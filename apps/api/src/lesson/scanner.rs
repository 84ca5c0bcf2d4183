//! Bracket-depth scanning for directive payloads.
//!
//! Payloads may contain their own brackets (`list[0]`, nested `[CODE_BLOCK: ...]`),
//! so the closing bracket of a directive is found by counting depth instead of
//! taking the first `]`.

/// Returns the byte offset of the `]` that closes a directive whose payload
/// starts at `from`.
///
/// The scan starts at depth 1 for the directive's own `[`. `None` means the
/// text ended before the depth returned to zero.
pub fn find_closing_bracket(text: &str, from: usize) -> Option<usize> {
    let mut depth = 1usize;
    for (offset, byte) in text.as_bytes().get(from..)?.iter().enumerate() {
        match byte {
            b'[' => depth += 1,
            b']' => {
                depth -= 1;
                if depth == 0 {
                    return Some(from + offset);
                }
            }
            _ => {}
        }
    }
    None
}
use axum::{extract::State, Json};
use serde::{Deserialize, Serialize};
use tracing::info;

use crate::errors::AppError;
use crate::lesson::directives::DirectiveKind;
use crate::lesson::models::ParsedLessonActions;
use crate::state::AppState;

#[derive(Debug, Deserialize)]
pub struct ParseLessonRequest {
    pub content: String,
}

#[derive(Debug, Serialize)]
#[serde(rename_all = "camelCase")]
pub struct ParseLessonResponse {
    #[serde(flatten)]
    pub parsed: ParsedLessonActions,
    /// A mini test was dropped and the tutor should be asked to re-emit it.
    pub needs_correction: bool,
    #[serde(skip_serializing_if = "Option::is_none")]
    pub correction_message: Option<String>,
    #[serde(skip_serializing_if = "Option::is_none")]
    pub user_message: Option<String>,
    /// Directives left in `content` because they could not be parsed.
    pub rejections: Vec<RejectedDirective>,
}

#[derive(Debug, Serialize)]
pub struct RejectedDirective {
    pub directive: DirectiveKind,
    pub start: usize,
    pub end: usize,
    pub reason: String,
}

/// POST /api/v1/lessons/parse
pub async fn handle_parse_lesson(
    State(state): State<AppState>,
    Json(req): Json<ParseLessonRequest>,
) -> Result<Json<ParseLessonResponse>, AppError> {
    let report = state.lesson_parser.parse_report(&req.content);
    let correction_message = report.correction_message();
    let user_message = report.user_message();

    info!(
        content_len = req.content.len(),
        actions = report.parsed.actions.len(),
        rejected = report.rejections.len(),
        needs_correction = correction_message.is_some(),
        "lesson message parsed"
    );

    Ok(Json(ParseLessonResponse {
        needs_correction: correction_message.is_some(),
        correction_message,
        user_message,
        rejections: report
            .rejections
            .iter()
            .map(|r| RejectedDirective {
                directive: r.directive,
                start: r.span.start,
                end: r.span.end,
                reason: r.reason.to_string(),
            })
            .collect(),
        parsed: report.parsed,
    }))
}
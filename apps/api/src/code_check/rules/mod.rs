//! Per-language completeness rules.
//!
//! Each language implements [`LanguageRule`]. The validator runs the checks in
//! a fixed order: entry point, imports, definitions, then advisory hints.
//! Every check defaults to a no-op so a rule only overrides what its language
//! needs.

pub mod compiled;
pub mod dynamic;
pub mod php;
pub mod python;

use regex::Regex;

use crate::code_check::lexer::SourceView;
use crate::code_check::models::{Findings, Language, ValidationIssue};

pub trait LanguageRule: Send + Sync {
    fn language(&self) -> Language;

    /// Required program entry point (e.g. `fn main(`).
    fn check_entry_point(&self, _source: &SourceView<'_>, _findings: &mut Findings) {}

    /// Imports or includes that the code relies on.
    fn check_imports(&self, _source: &SourceView<'_>, _findings: &mut Findings) {}

    /// Names used without being defined.
    fn check_definitions(&self, _source: &SourceView<'_>, _findings: &mut Findings) {}

    /// Advisory suggestions that never affect validity.
    fn check_style(&self, _source: &SourceView<'_>, _findings: &mut Findings) {}
}

/// Records a hard finding unless `pattern` matches `haystack`.
pub(crate) fn require(
    findings: &mut Findings,
    haystack: &str,
    pattern: &Regex,
    missing: &str,
    description: &str,
) {
    if !pattern.is_match(haystack) {
        findings.hard(missing, ValidationIssue::new(description));
    }
}

/// Every built-in rule, one per supported language.
pub fn builtin_rules() -> Vec<Box<dyn LanguageRule>> {
    vec![
        Box::new(php::PhpRule),
        Box::new(python::PythonRule),
        Box::new(dynamic::JavaScriptRule),
        Box::new(dynamic::TypeScriptRule),
        Box::new(dynamic::RubyRule),
        Box::new(compiled::JavaRule),
        Box::new(compiled::CSharpRule),
        Box::new(compiled::GoRule),
        Box::new(compiled::RustRule),
        Box::new(compiled::CppRule),
        Box::new(compiled::KotlinRule),
    ]
}
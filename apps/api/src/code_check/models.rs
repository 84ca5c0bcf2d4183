use std::fmt;
use std::str::FromStr;

use serde::{Deserialize, Serialize};
use thiserror::Error;

/// Languages accepted by the live-coding editor and the completeness validator.
#[derive(Debug, Clone, Copy, PartialEq, Eq, Hash, Serialize, Deserialize)]
#[serde(rename_all = "lowercase")]
pub enum Language {
    Php,
    Python,
    Javascript,
    Java,
    Csharp,
    Typescript,
    Go,
    Rust,
    Cpp,
    Kotlin,
    Ruby,
}

impl Language {
    pub const ALL: [Language; 11] = [
        Language::Php,
        Language::Python,
        Language::Javascript,
        Language::Java,
        Language::Csharp,
        Language::Typescript,
        Language::Go,
        Language::Rust,
        Language::Cpp,
        Language::Kotlin,
        Language::Ruby,
    ];

    pub fn as_str(&self) -> &'static str {
        match self {
            Language::Php => "php",
            Language::Python => "python",
            Language::Javascript => "javascript",
            Language::Java => "java",
            Language::Csharp => "csharp",
            Language::Typescript => "typescript",
            Language::Go => "go",
            Language::Rust => "rust",
            Language::Cpp => "cpp",
            Language::Kotlin => "kotlin",
            Language::Ruby => "ruby",
        }
    }

    /// Languages a tutor may open a live-coding or bug-fix task in.
    pub fn supports_live_coding(&self) -> bool {
        matches!(
            self,
            Language::Csharp | Language::Python | Language::Javascript | Language::Java
        )
    }
}

impl fmt::Display for Language {
    fn fmt(&self, f: &mut fmt::Formatter<'_>) -> fmt::Result {
        f.write_str(self.as_str())
    }
}

#[derive(Debug, Clone, PartialEq, Eq, Error)]
#[error("unknown language '{0}'")]
pub struct UnknownLanguage(pub String);

impl FromStr for Language {
    type Err = UnknownLanguage;

    fn from_str(s: &str) -> Result<Self, Self::Err> {
        let wanted = s.trim().to_lowercase();
        Language::ALL
            .into_iter()
            .find(|lang| lang.as_str() == wanted)
            .ok_or_else(|| UnknownLanguage(s.trim().to_string()))
    }
}

/// A single problem found in submitted code.
#[derive(Debug, Clone, PartialEq, Serialize, Deserialize)]
pub struct ValidationIssue {
    /// 1-based line, when one specific line is implicated.
    #[serde(skip_serializing_if = "Option::is_none")]
    pub line: Option<usize>,
    pub description: String,
}

impl ValidationIssue {
    pub fn new(description: impl Into<String>) -> Self {
        Self {
            line: None,
            description: description.into(),
        }
    }

    pub fn at_line(line: usize, description: impl Into<String>) -> Self {
        Self {
            line: Some(line),
            description: description.into(),
        }
    }
}

#[derive(Debug, Clone, PartialEq, Serialize, Deserialize)]
#[serde(rename_all = "camelCase")]
pub struct CodeValidationResult {
    pub is_valid: bool,
    pub is_complete: bool,
    pub missing_elements: Vec<String>,
    pub suggestions: Vec<String>,
    pub errors: Vec<ValidationIssue>,
}

impl CodeValidationResult {
    pub fn empty_code() -> Self {
        Self {
            is_valid: false,
            is_complete: false,
            missing_elements: vec!["Kod boş".to_string()],
            suggestions: vec!["Kod içeriği eklenmeli".to_string()],
            errors: vec![ValidationIssue::new("Kod boş")],
        }
    }
}

/// Accumulates findings while a rule runs.
///
/// A hard finding records both a missing element and an error and makes the
/// result invalid. Suggestions never affect validity.
#[derive(Debug, Default)]
pub struct Findings {
    missing: Vec<String>,
    suggestions: Vec<String>,
    errors: Vec<ValidationIssue>,
    incomplete: bool,
}

impl Findings {
    pub fn hard(&mut self, missing: impl Into<String>, error: ValidationIssue) {
        self.missing.push(missing.into());
        self.errors.push(error);
    }

    pub fn suggest(&mut self, suggestion: impl Into<String>) {
        let suggestion = suggestion.into();
        if !self.suggestions.contains(&suggestion) {
            self.suggestions.push(suggestion);
        }
    }

    /// Marks the code as incomplete without making it invalid.
    pub fn mark_incomplete(&mut self) {
        self.incomplete = true;
    }

    pub fn into_result(self) -> CodeValidationResult {
        let is_valid = self.missing.is_empty();
        CodeValidationResult {
            is_valid,
            is_complete: is_valid && !self.incomplete,
            missing_elements: self.missing,
            suggestions: self.suggestions,
            errors: self.errors,
        }
    }
}

#[cfg(test)]
mod tests {
    use super::*;

    #[test]
    fn test_language_parses_case_insensitively() {
        assert_eq!("CSharp".parse::<Language>(), Ok(Language::Csharp));
        assert_eq!(" go ".parse::<Language>(), Ok(Language::Go));
        assert!("cobol".parse::<Language>().is_err());
    }

    #[test]
    fn test_language_serde_is_lowercase() {
        let json = serde_json::to_string(&Language::Typescript).unwrap();
        assert_eq!(json, r#""typescript""#);
        let lang: Language = serde_json::from_str(r#""cpp""#).unwrap();
        assert_eq!(lang, Language::Cpp);
    }

    #[test]
    fn test_live_coding_support_is_limited_to_four() {
        let supported: Vec<_> = Language::ALL
            .iter()
            .filter(|l| l.supports_live_coding())
            .collect();
        assert_eq!(supported.len(), 4);
        assert!(!Language::Rust.supports_live_coding());
    }

    #[test]
    fn test_findings_suggestions_only_stay_valid() {
        let mut f = Findings::default();
        f.suggest("add output");
        f.suggest("add output");
        let r = f.into_result();
        assert!(r.is_valid);
        assert!(r.is_complete);
        assert_eq!(r.suggestions.len(), 1);
    }

    #[test]
    fn test_findings_hard_error_invalidates() {
        let mut f = Findings::default();
        f.hard("fn main() eksik", ValidationIssue::new("main missing"));
        let r = f.into_result();
        assert!(!r.is_valid);
        assert!(!r.is_complete);
        assert_eq!(r.errors.len(), 1);
    }

    #[test]
    fn test_result_serializes_camel_case() {
        let json = serde_json::to_value(CodeValidationResult::empty_code()).unwrap();
        assert_eq!(json["isValid"], false);
        assert!(json["missingElements"].is_array());
        assert!(json["errors"][0].get("line").is_none());
    }
}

Task requirements: Total lines holding "matches" in the records: report this figure alone.

Solution to the problem: 2